What is being asked: How many lines in the records below contain "between"? Reply with the number alone.

Material for this exercise:
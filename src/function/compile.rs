//! Turns a [`FunctionSpec`] into a [`CompiledFunction`].

use std::sync::Arc;

use indexmap::IndexMap;
use serde::Serialize;

use crate::color::{Color, ColorSpace};
use crate::foundation::error::{StyleError, StyleResult};
use crate::foundation::math::number_key;
use crate::function::evaluate::{
    CategoricalTable, DefaultChain, Piecewise, StopTable, evaluate_exponential,
};
use crate::function::interpolate::{Blend, InterpolationType};
use crate::function::property::{PropertyDescriptor, PropertyType};
use crate::function::spec::{FunctionSpec, FunctionType, Stop, StopKey, is_function};
use crate::value::{Evaluable, Feature, Value, is_value, stringify};

/// What a compiled function's output depends on.
///
/// The renderer uses this to decide how often to re-evaluate: zoom-only
/// values once per frame, feature-dependent values once per feature.
#[derive(Clone, Copy, Debug, PartialEq, Eq, Serialize)]
#[serde(rename_all = "lowercase")]
pub enum FunctionKind {
    /// Neither zoom nor feature.
    Constant,
    /// Feature property only.
    Source,
    /// Zoom only.
    Camera,
    /// Zoom and feature property.
    Composite,
}

impl FunctionKind {
    /// `true` for [`FunctionKind::Camera`] and [`FunctionKind::Composite`].
    pub fn is_zoom_dependent(self) -> bool {
        matches!(self, Self::Camera | Self::Composite)
    }

    /// `true` for [`FunctionKind::Source`] and [`FunctionKind::Composite`].
    pub fn is_feature_dependent(self) -> bool {
        matches!(self, Self::Source | Self::Composite)
    }
}

/// An immutable, ready-to-evaluate style function.
///
/// Safe to share across threads; evaluation never mutates it.
#[derive(Clone, Debug)]
pub struct CompiledFunction {
    kind: FunctionKind,
    interpolation: Option<InterpolationType>,
    zoom_stops: Vec<f64>,
    body: Body,
}

#[derive(Clone, Debug)]
enum Body {
    Constant(Value),
    Camera(Piecewise),
    Source {
        property: String,
        piecewise: Piecewise,
    },
    Composite {
        // Outputs are evaluables wrapping `sub_functions`, one per zoom level.
        zooms: StopTable,
        base: f64,
        blend: Blend,
        #[cfg_attr(not(test), allow(dead_code))]
        sub_functions: Vec<Arc<CompiledFunction>>,
    },
}

impl CompiledFunction {
    /// A function that always yields `value`.
    pub fn constant(value: Value) -> Self {
        Self {
            kind: FunctionKind::Constant,
            interpolation: None,
            zoom_stops: Vec::new(),
            body: Body::Constant(value),
        }
    }

    /// Dependence kind.
    pub fn kind(&self) -> FunctionKind {
        self.kind
    }

    /// How zoom stops are blended, for zoom-dependent functions that interpolate.
    pub fn interpolation(&self) -> Option<InterpolationType> {
        self.interpolation
    }

    /// Zoom breakpoints in stop order. Empty unless zoom-dependent.
    pub fn zoom_stops(&self) -> &[f64] {
        &self.zoom_stops
    }

    /// Interpolation factor between two zoom stops, `0` when the function does not interpolate.
    pub fn interpolation_factor(&self, input: f64, lower: f64, upper: f64) -> f64 {
        self.interpolation
            .map_or(0.0, |interp| interp.factor(input, lower, upper))
    }

    /// Value at `zoom` for `feature`. `None` means no paintable value.
    pub fn evaluate(&self, zoom: f64, feature: Option<&Feature>) -> Option<Value> {
        match &self.body {
            Body::Constant(value) => Some(value.clone()),
            Body::Camera(piecewise) => piecewise.evaluate(&Value::Number(zoom)),
            Body::Source {
                property,
                piecewise,
            } => match feature.and_then(|f| f.get(property)) {
                Some(input) if is_value(input) => piecewise.evaluate(input),
                Some(_) => {
                    tracing::trace!(%property, "ignoring deferred value in feature properties");
                    piecewise.defaults().resolve()
                }
                None => piecewise.defaults().resolve(),
            },
            Body::Composite {
                zooms, base, blend, ..
            } => {
                let bracketed = evaluate_exponential(
                    zooms,
                    *base,
                    *blend,
                    &Value::Number(zoom),
                    &DefaultChain::default(),
                )?;
                match bracketed {
                    Value::Evaluable(deferred) => deferred.evaluate(zoom, feature),
                    other => Some(other),
                }
            }
        }
    }

    #[cfg(test)]
    pub(crate) fn sub_functions(&self) -> &[Arc<CompiledFunction>] {
        match &self.body {
            Body::Composite { sub_functions, .. } => sub_functions,
            _ => &[],
        }
    }
}

/// Compile a style function for a property.
///
/// Fails on an unknown `type` or `colorSpace`, a default that does not fit a
/// color property, malformed stop keys, or a function with neither stops nor
/// a default.
#[tracing::instrument(skip_all, fields(property = spec.property.as_deref().unwrap_or("")))]
pub fn compile(
    spec: &FunctionSpec,
    descriptor: &PropertyDescriptor,
) -> StyleResult<CompiledFunction> {
    let function_type = resolve_type(spec, descriptor)?;
    let color_space = resolve_color_space(spec)?;
    let blend = Blend::for_property(&descriptor.ty, color_space);

    let function_default =
        normalize_default(spec.default.as_ref().map(Value::from), descriptor, "function default")?;
    // The property default is unreachable behind a function default.
    let property_default = match function_default {
        Some(_) => None,
        None => normalize_default(descriptor.default.clone(), descriptor, "property default")?,
    };
    let defaults = DefaultChain::new(function_default, property_default);

    if spec.stops().is_empty() && function_type != FunctionType::Identity {
        let Some(value) = defaults.resolve() else {
            return Err(StyleError::config(format!(
                "{} function has no stops and no default",
                function_type.name()
            )));
        };
        tracing::debug!(value = %stringify(&value), "function without stops compiled to its default");
        return Ok(CompiledFunction::constant(value));
    }

    let compiled = if spec.is_zoom_and_property() {
        compile_composite(spec, descriptor, blend)?
    } else {
        let piecewise = build_piecewise(spec, descriptor, function_type, blend, defaults)?;
        match &spec.property {
            Some(property) => CompiledFunction {
                kind: FunctionKind::Source,
                interpolation: None,
                zoom_stops: Vec::new(),
                body: Body::Source {
                    property: property.clone(),
                    piecewise,
                },
            },
            None => CompiledFunction {
                kind: FunctionKind::Camera,
                interpolation: (function_type == FunctionType::Exponential).then(|| {
                    InterpolationType::Exponential {
                        base: spec.base.unwrap_or(1.0),
                    }
                }),
                zoom_stops: spec
                    .stops()
                    .iter()
                    .filter_map(|Stop(key, _)| match key {
                        StopKey::Plain(k) => k.as_f64(),
                        StopKey::Zoom { .. } => None,
                    })
                    .collect(),
                body: Body::Camera(piecewise),
            },
        }
    };

    tracing::debug!(
        kind = ?compiled.kind,
        function_type = function_type.name(),
        stops = spec.stops().len(),
        "compiled style function"
    );
    Ok(compiled)
}

/// Compile a property value that is either a constant or a function object.
pub fn compile_property(
    value: &serde_json::Value,
    descriptor: &PropertyDescriptor,
) -> StyleResult<CompiledFunction> {
    if is_function(value) {
        return compile(&FunctionSpec::from_json(value)?, descriptor);
    }
    let constant = Value::from(value);
    let constant = if descriptor.ty == PropertyType::Color {
        to_color(constant, "constant value")?
    } else {
        constant
    };
    Ok(CompiledFunction::constant(constant))
}

fn resolve_type(spec: &FunctionSpec, descriptor: &PropertyDescriptor) -> StyleResult<FunctionType> {
    match spec.kind.as_deref() {
        Some(name) => FunctionType::from_name(name)
            .ok_or_else(|| StyleError::config(format!("unknown function type \"{name}\""))),
        None if descriptor.supports_interpolation() => Ok(FunctionType::Exponential),
        None => Ok(FunctionType::Interval),
    }
}

fn resolve_color_space(spec: &FunctionSpec) -> StyleResult<ColorSpace> {
    match spec.color_space.as_deref() {
        Some(name) => ColorSpace::from_name(name)
            .ok_or_else(|| StyleError::config(format!("unknown color space \"{name}\""))),
        None => Ok(ColorSpace::Rgb),
    }
}

fn to_color(value: Value, what: &str) -> StyleResult<Value> {
    match value {
        Value::Color(_) => Ok(value),
        Value::String(s) => Color::parse(&s)
            .map(Value::Color)
            .ok_or_else(|| StyleError::config(format!("{what} \"{s}\" is not a color"))),
        other => Err(StyleError::config(format!(
            "{what} {} is not a color",
            stringify(&other)
        ))),
    }
}

fn normalize_default(
    value: Option<Value>,
    descriptor: &PropertyDescriptor,
    what: &str,
) -> StyleResult<Option<Value>> {
    match value {
        Some(v) if descriptor.ty == PropertyType::Color => to_color(v, what).map(Some),
        other => Ok(other),
    }
}

/// Color stop outputs are parsed up front. Ones that fail stay as they are
/// and turn into a miss when an evaluation reaches them.
fn normalize_output(value: Value, is_color: bool) -> Value {
    if is_color
        && let Value::String(s) = &value
        && let Some(c) = Color::parse(s)
    {
        return Value::Color(c);
    }
    value
}

fn plain_key(key: &StopKey, index: usize) -> StyleResult<Value> {
    match key {
        StopKey::Plain(k) => Ok(Value::from(k)),
        StopKey::Zoom { .. } => Err(StyleError::config(format!(
            "stop {index}: {{zoom, value}} key in a single-input function"
        ))),
    }
}

fn numeric_stops(
    spec: &FunctionSpec,
    function_type: FunctionType,
    is_color: bool,
) -> StyleResult<StopTable> {
    let mut table = StopTable::default();
    for (i, Stop(key, output)) in spec.stops().iter().enumerate() {
        let Some(x) = plain_key(key, i)?.as_f64() else {
            return Err(StyleError::config(format!(
                "stop {i}: {} functions need numeric stop keys",
                function_type.name()
            )));
        };
        table.push(x, normalize_output(Value::from(output), is_color));
    }
    Ok(table)
}

fn build_piecewise(
    spec: &FunctionSpec,
    descriptor: &PropertyDescriptor,
    function_type: FunctionType,
    blend: Blend,
    defaults: DefaultChain,
) -> StyleResult<Piecewise> {
    let is_color = descriptor.ty == PropertyType::Color;

    Ok(match function_type {
        FunctionType::Exponential => Piecewise::Exponential {
            stops: numeric_stops(spec, function_type, is_color)?,
            base: spec.base.unwrap_or(1.0),
            blend,
            defaults,
        },
        FunctionType::Interval => Piecewise::Interval {
            stops: numeric_stops(spec, function_type, is_color)?,
            blend,
            defaults,
        },
        FunctionType::Categorical => {
            let pairs = spec
                .stops()
                .iter()
                .enumerate()
                .map(|(i, Stop(key, output))| {
                    Ok((
                        plain_key(key, i)?,
                        normalize_output(Value::from(output), is_color),
                    ))
                })
                .collect::<StyleResult<Vec<_>>>()?;
            Piecewise::Categorical {
                table: CategoricalTable::build(pairs),
                blend,
                defaults,
            }
        }
        FunctionType::Identity => Piecewise::Identity {
            descriptor: descriptor.clone(),
            defaults,
        },
    })
}

/// Split `{zoom, value}` stops into one property function per zoom level, in
/// first-seen order, and interpolate between them along zoom.
fn compile_composite(
    spec: &FunctionSpec,
    descriptor: &PropertyDescriptor,
    blend: Blend,
) -> StyleResult<CompiledFunction> {
    if spec.property.is_none() {
        return Err(StyleError::config(
            "zoom-and-property function needs a \"property\"",
        ));
    }

    let mut levels: IndexMap<u64, (f64, Vec<Stop>)> = IndexMap::new();
    for (i, Stop(key, output)) in spec.stops().iter().enumerate() {
        let StopKey::Zoom { zoom, value } = key else {
            return Err(StyleError::config(format!(
                "stop {i}: expected a {{zoom, value}} key"
            )));
        };
        let Some(level) = number_key(*zoom) else {
            return Err(StyleError::config(format!("stop {i}: zoom is not a number")));
        };
        levels
            .entry(level)
            .or_insert_with(|| (*zoom, Vec::new()))
            .1
            .push(Stop(StopKey::Plain(value.clone()), output.clone()));
    }

    let mut zooms = StopTable::default();
    let mut sub_functions = Vec::with_capacity(levels.len());
    for (zoom, stops) in levels.into_values() {
        let level_spec = FunctionSpec {
            kind: spec.kind.clone(),
            property: spec.property.clone(),
            base: None,
            default: spec.default.clone(),
            color_space: spec.color_space.clone(),
            stops: Some(stops),
        };
        let sub = Arc::new(compile(&level_spec, descriptor)?);
        let handle = Arc::clone(&sub);
        zooms.push(
            zoom,
            Value::Evaluable(Evaluable::new(move |z, feature| handle.evaluate(z, feature))),
        );
        sub_functions.push(sub);
    }

    let base = spec.base.unwrap_or(1.0);
    Ok(CompiledFunction {
        kind: FunctionKind::Composite,
        interpolation: Some(if base == 1.0 {
            InterpolationType::Linear
        } else {
            InterpolationType::Exponential { base }
        }),
        zoom_stops: zooms.keys.clone(),
        body: Body::Composite {
            zooms,
            base,
            blend,
            sub_functions,
        },
    })
}

#[cfg(test)]
#[path = "../../tests/unit/function/compile.rs"]
mod tests;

Response box: 2